My quixotic reference to being a "Shakuhachi Ronin" begs to be misread and misused. Remember, professional journalists themselves troll Internet forums and blogs for one-sided opinions and baseless assertions to use as 'facts'. They do it by the day — really by the hour. (I should know. I've been working in daily journalism for the past seven years and public relations 10 years before that.)

An imaginative term like "shakuhachi ronin" is bound for the Seven Hells of thoughtless repetition, mis- or non-attribution and bizarre Wikipedia entries. So excuse this extended footnote but please read on.

"Ronin" means a masterless samurai -- more accurately a masterless warrior. A warrior is a military servant of his master or lord. But to be "masterless" a person should once have actually _had_ a master to begin with. The ronin I'm familiar with in translated literature or in films are either looking for a new master or prove themselves to be too unhappy or too inept to have the will to live. A ronin really shouldn't be glamorized — too much at least.

To understate, shakuhachi is an absolute bear of an instrument. It does require a warrior's heart to survive the first six months, first year, first two years of struggling with the bare basics of the instrument. (Editor's note, Dec. 29: Phil Nyokai sensei would probably correct me "First ten years".)

But like the craft of swordsmanship, the craft of playing shakuhachi cannot be learned simply by one book or a couple of videos or by good intentions and great desire. It's just too subtle and too tricky (and available tutors in the form of current print and video media are just too spotty).

For example, it is very easy to deceive yourself that you are playing meri and dai-meri notes at accurate pitch. It is very easy to convince yourself that a reasonable facsimile of appropriate pitch is acceptable and you wind up playing a facsimile of that pitch for years to come and wonder why you are never satisfied with your sound.

There are shakuhachi players who are considered masters who commonly play meri flatter than Western pitch while others play meri sharper of Western pitch.

The best advice anyone has given me -- and this comes from the late Yoshizawa Masakazu-sensei and one of his senior student-teachers Jim Thompson -- is learn to hit the meri dead-on at A440, not one cent sharper of flatter. (Then, you can adjust for expression, style, etc.) Tough stuff. Not only that but learn to hit it in the traditional manner (which is a whole other part to the lesson and six months of struggle in itself).
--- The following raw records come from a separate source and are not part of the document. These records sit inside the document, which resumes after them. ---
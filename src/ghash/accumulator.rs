//! Streaming GHASH accumulator
//!
//! The `ghash` crate only absorbs whole 16-byte blocks. GCM feeds the hash
//! in arbitrary slices (AAD once, then ciphertext chunk by chunk), pads the
//! AAD and the ciphertext separately, and closes with a length block. This
//! type owns that bookkeeping.

use ::ghash::universal_hash::{KeyInit, UniversalHash};
use ::ghash::GHash;
use zeroize::Zeroize;

use crate::aes::{Block, BLOCK_SIZE};

/// Size of the GHASH subkey H in bytes
pub const GHASH_KEY_SIZE: usize = 16;

/// Size of a GHASH digest in bytes
pub const GHASH_DIGEST_SIZE: usize = 16;

/// Running GHASH over `AAD ‖ pad ‖ C ‖ pad ‖ [len(A)]₆₄ ‖ [len(C)]₆₄`
#[derive(Clone)]
pub struct GHashAccumulator {
    /// Freshly keyed core; resets clone it instead of re-keying
    initial: GHash,
    /// Multiply-accumulate core
    hash: GHash,
    /// Buffer for a partial data block
    buffer: Block,
    /// Number of bytes in the buffer
    buffer_size: usize,
    /// Associated data length in bytes
    aad_len: u64,
    /// Data (ciphertext or nonce) length in bytes
    data_len: u64,
}

impl GHashAccumulator {
    /// Create an accumulator keyed with the subkey H
    pub fn new(key: &Block) -> Self {
        let initial = GHash::new(::ghash::Key::from_slice(key));
        Self {
            hash: initial.clone(),
            initial,
            buffer: [0u8; BLOCK_SIZE],
            buffer_size: 0,
            aad_len: 0,
            data_len: 0,
        }
    }

    /// Install a new subkey and reset all state
    pub fn set_key(&mut self, key: &Block) {
        self.initial = GHash::new(::ghash::Key::from_slice(key));
        self.set_authdata(&[]);
    }

    /// Reset the running digest and seed it with associated data
    pub fn set_authdata(&mut self, aad: &[u8]) -> &mut Self {
        self.hash = self.initial.clone();
        self.buffer.zeroize();
        self.buffer_size = 0;
        self.data_len = 0;

        // AAD is padded on its own, independently of the data that follows
        self.hash.update_padded(aad);
        self.aad_len = aad.len() as u64;
        self
    }

    /// Fold more data into the digest
    pub fn add(&mut self, data: &[u8]) -> &mut Self {
        let mut offset = 0;

        // Top up a partially filled block first
        if self.buffer_size > 0 {
            let needed = BLOCK_SIZE - self.buffer_size;
            let to_copy = needed.min(data.len());
            self.buffer[self.buffer_size..self.buffer_size + to_copy]
                .copy_from_slice(&data[..to_copy]);
            self.buffer_size += to_copy;
            offset += to_copy;

            if self.buffer_size == BLOCK_SIZE {
                self.hash.update(&[::ghash::Block::clone_from_slice(&self.buffer)]);
                self.buffer_size = 0;
            }
        }

        // Full blocks
        let remaining = &data[offset..];
        let full = remaining.len() - remaining.len() % BLOCK_SIZE;
        for chunk in remaining[..full].chunks_exact(BLOCK_SIZE) {
            self.hash.update(&[::ghash::Block::clone_from_slice(chunk)]);
        }

        // Keep the tail for the next call
        let tail = &remaining[full..];
        if !tail.is_empty() {
            self.buffer[..tail.len()].copy_from_slice(tail);
            self.buffer_size = tail.len();
        }

        self.data_len += data.len() as u64;
        self
    }

    /// Digest of everything folded so far, closed with the length block
    ///
    /// Does not consume the running state: more data may still be added
    /// and the digest taken again.
    pub fn digest(&self) -> [u8; GHASH_DIGEST_SIZE] {
        let mut hash = self.hash.clone();

        if self.buffer_size > 0 {
            let mut last = [0u8; BLOCK_SIZE];
            last[..self.buffer_size].copy_from_slice(&self.buffer[..self.buffer_size]);
            hash.update(&[::ghash::Block::clone_from_slice(&last)]);
            last.zeroize();
        }

        let mut length_block = [0u8; BLOCK_SIZE];
        length_block[..8].copy_from_slice(&(self.aad_len * 8).to_be_bytes());
        length_block[8..].copy_from_slice(&(self.data_len * 8).to_be_bytes());
        hash.update(&[::ghash::Block::clone_from_slice(&length_block)]);

        let mut digest = [0u8; GHASH_DIGEST_SIZE];
        digest.copy_from_slice(&hash.finalize());
        digest
    }

    /// Number of associated-data bytes in the current digest
    pub fn aad_len(&self) -> u64 {
        self.aad_len
    }

    /// Number of data bytes folded since the last reset
    pub fn data_len(&self) -> u64 {
        self.data_len
    }
}

impl Drop for GHashAccumulator {
    fn drop(&mut self) {
        self.buffer.zeroize();
    }
}

impl std::fmt::Debug for GHashAccumulator {
    fn fmt(&self, f: &mut std::fmt::Formatter<'_>) -> std::fmt::Result {
        f.debug_struct("GHashAccumulator")
            .field("aad_len", &self.aad_len)
            .field("data_len", &self.data_len)
            .finish_non_exhaustive()
    }
}
/*!
 * GHASH accumulator
 *
 * GF(2^128) polynomial hash used as the authenticator in GCM. The field
 * arithmetic comes from the `ghash` crate; this module adds the streaming
 * interface the GCM engine drives: reset with associated data, fold data
 * in arbitrary slices, and take a length-closed digest.
 */

mod accumulator;

pub use accumulator::{GHashAccumulator, GHASH_DIGEST_SIZE, GHASH_KEY_SIZE};

#[cfg(test)]
mod tests;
And it goes on and on from there.

It does take a teacher.

You get the idea.

Yoshizawa said to me once concerning the breadth and depth of shakuhachi studies "It's endless ... just endless." He shook his head in resignation, then smiled a little smile and we were on to the next thing.
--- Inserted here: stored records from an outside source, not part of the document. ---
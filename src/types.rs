//! Basic type definitions for the chat server
//!
//! Provides newtype wrappers for type safety:
//! - `ConnectionId`: UUID-based identifier for one accepted connection
//! - `RoomName`: trimmed, non-empty chat room name

use uuid::Uuid;

/// Sender label used for server-generated messages
pub const SYSTEM_SENDER: &str = "SYSTEM";

/// Room every `PART` falls back to
pub const LOBBY: &str = "lobby";

/// Unique connection identifier (newtype pattern)
///
/// Accounts outlive connections, so this only tags log lines for one
/// accepted socket.
#[derive(Debug, Clone, Copy, PartialEq, Eq, Hash)]
pub struct ConnectionId(pub Uuid);

impl ConnectionId {
    /// Create a new random connection ID
    pub fn new() -> Self {
        Self(Uuid::new_v4())
    }
}

impl Default for ConnectionId {
    fn default() -> Self {
        Self::new()
    }
}

impl std::fmt::Display for ConnectionId {
    fn fmt(&self, f: &mut std::fmt::Formatter<'_>) -> std::fmt::Result {
        write!(f, "{}", self.0)
    }
}

/// Room name
///
/// Names are case-sensitive and never contain surrounding whitespace.
#[derive(Debug, Clone, PartialEq, Eq, Hash, PartialOrd, Ord)]
pub struct RoomName(String);

impl RoomName {
    /// Parse a room name from user input, `None` if it is blank
    pub fn parse(raw: &str) -> Option<Self> {
        let name = raw.trim();
        if name.is_empty() {
            None
        } else {
            Some(Self(name.to_string()))
        }
    }

    /// The fallback room
    pub fn lobby() -> Self {
        Self(LOBBY.to_string())
    }

    pub fn as_str(&self) -> &str {
        &self.0
    }
}

impl std::fmt::Display for RoomName {
    fn fmt(&self, f: &mut std::fmt::Formatter<'_>) -> std::fmt::Result {
        write!(f, "{}", self.0)
    }
}

#[cfg(test)]
mod tests {
    use super::*;

    #[test]
    fn test_connection_id_unique() {
        let id1 = ConnectionId::new();
        let id2 = ConnectionId::new();
        assert_ne!(id1, id2);
    }

    #[test]
    fn test_room_name_trimmed() {
        let name = RoomName::parse("  general ").unwrap();
        assert_eq!(name.as_str(), "general");
        assert_eq!(name.to_string(), "general");
    }

    #[test]
    fn test_room_name_blank_rejected() {
        assert!(RoomName::parse("").is_none());
        assert!(RoomName::parse("   ").is_none());
    }

    #[test]
    fn test_lobby() {
        assert_eq!(RoomName::lobby().as_str(), LOBBY);
    }
}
In part III of Confessions of a Shakuhachi Ronin I will attempt once again to take a personal and candid look at the predicament of learning shakuhachi in the non-Japanese speaking West and how ancient traditional Japanese customs may contribute to or inhibit the advancement of the instrument's development outside of its native land. Very academic sounding, eh? Stay tuned, it promises to be a little spicier than that.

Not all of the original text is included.